Su tierna novia irradiaba felicidad por cada uno de sus poros, no solamente por sentirse completamente realizada al lado de él, sino también por estar obteniendo las mejores calificaciones entre todos los de su clase durante las primeras semanas de su tercer semestre. El papá de Santiago no había dudado en concederle el préstamo con el cual se había pagado la matrícula de Penélope, y Santiago no había fallado al momento de pagar las cuotas al final de cada mes.
Pero en la parte más profunda de la mente de Santiago siempre habría un pequeño lugar para aquella muchacha de los ojos claros, aquella que había sido su primer amor, aquella que se le había entregado sin importar lo que pudiera pasar más adelante, aquella misma que odiaba usar zapatos.

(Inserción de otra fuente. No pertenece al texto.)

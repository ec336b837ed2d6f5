//! Configuration validation.
//!
//! Validates every config field before a command touches accounts or data.

use crate::domain::error::SimtraderError;
use crate::ports::config_port::ConfigPort;

pub const MAX_WINDOW_SIZE: i64 = 1000;
pub const MIN_TICK_INTERVAL_MS: i64 = 100;
pub const MAX_TICK_INTERVAL_MS: i64 = 60_000;

pub fn validate_account_config(config: &dyn ConfigPort) -> Result<(), SimtraderError> {
    validate_starting_cash(config)?;
    Ok(())
}

pub fn validate_simulator_config(config: &dyn ConfigPort) -> Result<(), SimtraderError> {
    validate_non_negative(config, "simulator", "volatility_scale", 0.1)?;
    validate_non_negative(config, "simulator", "volatility_floor", 0.01)?;
    validate_non_negative(config, "simulator", "close_scale", 0.5)?;
    validate_default_volatility(config)?;
    validate_window_size(config)?;
    validate_tick_interval(config)?;
    Ok(())
}

pub fn validate_market_data_config(config: &dyn ConfigPort) -> Result<(), SimtraderError> {
    validate_data_dir(config)?;
    validate_ttl(config)?;
    validate_fetch_timeout(config)?;
    Ok(())
}

fn invalid(section: &str, key: &str, reason: &str) -> SimtraderError {
    SimtraderError::ConfigInvalid {
        section: section.to_string(),
        key: key.to_string(),
        reason: reason.to_string(),
    }
}

fn validate_starting_cash(config: &dyn ConfigPort) -> Result<(), SimtraderError> {
    let value = config.get_double("account", "starting_cash", 10_000.0);
    if value <= 0.0 || !value.is_finite() {
        return Err(invalid(
            "account",
            "starting_cash",
            "starting_cash must be positive",
        ));
    }
    Ok(())
}

fn validate_non_negative(
    config: &dyn ConfigPort,
    section: &str,
    key: &str,
    default: f64,
) -> Result<(), SimtraderError> {
    let value = config.get_double(section, key, default);
    if value < 0.0 || !value.is_finite() {
        return Err(invalid(
            section,
            key,
            &format!("{key} must be non-negative"),
        ));
    }
    Ok(())
}

fn validate_default_volatility(config: &dyn ConfigPort) -> Result<(), SimtraderError> {
    let value = config.get_double("simulator", "default_volatility", 1.0);
    if value <= 0.0 || !value.is_finite() {
        return Err(invalid(
            "simulator",
            "default_volatility",
            "default_volatility must be positive",
        ));
    }
    Ok(())
}

fn validate_window_size(config: &dyn ConfigPort) -> Result<(), SimtraderError> {
    let value = config.get_int("simulator", "window_size", 60);
    if !(1..=MAX_WINDOW_SIZE).contains(&value) {
        return Err(invalid(
            "simulator",
            "window_size",
            &format!("window_size must be between 1 and {MAX_WINDOW_SIZE}"),
        ));
    }
    Ok(())
}

fn validate_tick_interval(config: &dyn ConfigPort) -> Result<(), SimtraderError> {
    let value = config.get_int("simulator", "tick_interval_ms", 1000);
    if !(MIN_TICK_INTERVAL_MS..=MAX_TICK_INTERVAL_MS).contains(&value) {
        return Err(invalid(
            "simulator",
            "tick_interval_ms",
            &format!(
                "tick_interval_ms must be between {MIN_TICK_INTERVAL_MS} and {MAX_TICK_INTERVAL_MS}"
            ),
        ));
    }
    Ok(())
}

fn validate_data_dir(config: &dyn ConfigPort) -> Result<(), SimtraderError> {
    match config.get_string("market_data", "data_dir") {
        Some(s) if !s.trim().is_empty() => Ok(()),
        _ => Err(SimtraderError::ConfigMissing {
            section: "market_data".to_string(),
            key: "data_dir".to_string(),
        }),
    }
}

fn validate_ttl(config: &dyn ConfigPort) -> Result<(), SimtraderError> {
    let value = config.get_int("market_data", "ttl_secs", 60);
    if value <= 0 {
        return Err(invalid("market_data", "ttl_secs", "ttl_secs must be positive"));
    }
    Ok(())
}

fn validate_fetch_timeout(config: &dyn ConfigPort) -> Result<(), SimtraderError> {
    let value = config.get_int("market_data", "fetch_timeout_ms", 5000);
    if value <= 0 {
        return Err(invalid(
            "market_data",
            "fetch_timeout_ms",
            "fetch_timeout_ms must be positive",
        ));
    }
    Ok(())
}
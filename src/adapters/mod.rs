//! Concrete adapter implementations for ports.

pub mod csv_adapter;
pub mod file_config_adapter;
pub mod json_store_adapter;
pub mod log_notifier;
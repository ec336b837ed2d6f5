//! OHLC candle representation and the bounded per-session candle window.

use chrono::{DateTime, Utc};
use serde::{Deserialize, Serialize};
use std::collections::VecDeque;

pub const DEFAULT_WINDOW_SIZE: usize = 60;

#[derive(Debug, Clone, PartialEq, Serialize, Deserialize)]
pub struct Candle {
    pub time: DateTime<Utc>,
    pub open: f64,
    pub high: f64,
    pub low: f64,
    pub close: f64,
}

impl Candle {
    /// Stand-in candle used whenever market data is missing.
    pub fn placeholder(time: DateTime<Utc>) -> Self {
        Candle {
            time,
            open: 100.0,
            high: 100.5,
            low: 99.5,
            close: 100.2,
        }
    }

    /// low <= min(open, close) and high >= max(open, close)
    pub fn is_well_formed(&self) -> bool {
        self.low <= self.open.min(self.close) && self.high >= self.open.max(self.close)
    }
}

/// Rolling window keeping only the most recent `capacity` candles.
#[derive(Debug, Clone, PartialEq)]
pub struct CandleWindow {
    capacity: usize,
    candles: VecDeque<Candle>,
}

impl CandleWindow {
    pub fn new(capacity: usize) -> Self {
        let capacity = capacity.max(1);
        CandleWindow {
            capacity,
            candles: VecDeque::with_capacity(capacity),
        }
    }

    /// Build a window from a series, keeping only its tail.
    pub fn from_series(capacity: usize, series: &[Candle]) -> Self {
        let mut window = CandleWindow::new(capacity);
        for candle in series {
            window.push(candle.clone());
        }
        window
    }

    pub fn push(&mut self, candle: Candle) {
        if self.candles.len() == self.capacity {
            self.candles.pop_front();
        }
        self.candles.push_back(candle);
    }

    pub fn len(&self) -> usize {
        self.candles.len()
    }

    pub fn is_empty(&self) -> bool {
        self.candles.is_empty()
    }

    pub fn capacity(&self) -> usize {
        self.capacity
    }

    pub fn last(&self) -> Option<&Candle> {
        self.candles.back()
    }

    pub fn last_close(&self) -> Option<f64> {
        self.candles.back().map(|c| c.close)
    }

    /// Highest high across the window.
    pub fn recent_high(&self) -> Option<f64> {
        self.candles.iter().map(|c| c.high).reduce(f64::max)
    }

    /// Lowest low across the window.
    pub fn recent_low(&self) -> Option<f64> {
        self.candles.iter().map(|c| c.low).reduce(f64::min)
    }

    pub fn to_vec(&self) -> Vec<Candle> {
        self.candles.iter().cloned().collect()
    }
}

Pero la diferencia de culturas, la diferencia al mirar las cosas más sencillas o complejas o de pronto la impulsividad de ella o su forma de pensar, la cual la llevaron a no valorar a Arenas Blancas, a Santa Marta, a Colombia o inclusive a su propio potencial, habían dado al traste con todo. Pero no podía achacarle todas las culpas: sabía cómo su envolvimento con Penélope, del cual nunca se arrepentiría, había sido una enorme influencia en toda la situación. De no haber existido Penélope en su vida, ¿todo habría sido diferente? No estaba muy seguro de eso. Carrie había valorado más su cupo en Princeton a cualquier otra cosa, aunque cabía la pequeña posibilidad de haber existido un desenlace diferente si una relación más estable, continua y duradera se hubiese podido formar entre los dos, llegando finalmente a influir en la decisión tomada por ella. Pero solo era especulación. La verdad mostraba a una Carrie viviendo a miles de kilómetros de Santa Marta y a una hermosa y tierna Penélope estando a su lado, lo cual era lo que más valía y lo que lo estaba haciendo feliz, de eso no cabía duda alguna y no lo cambiaría por nada del mundo.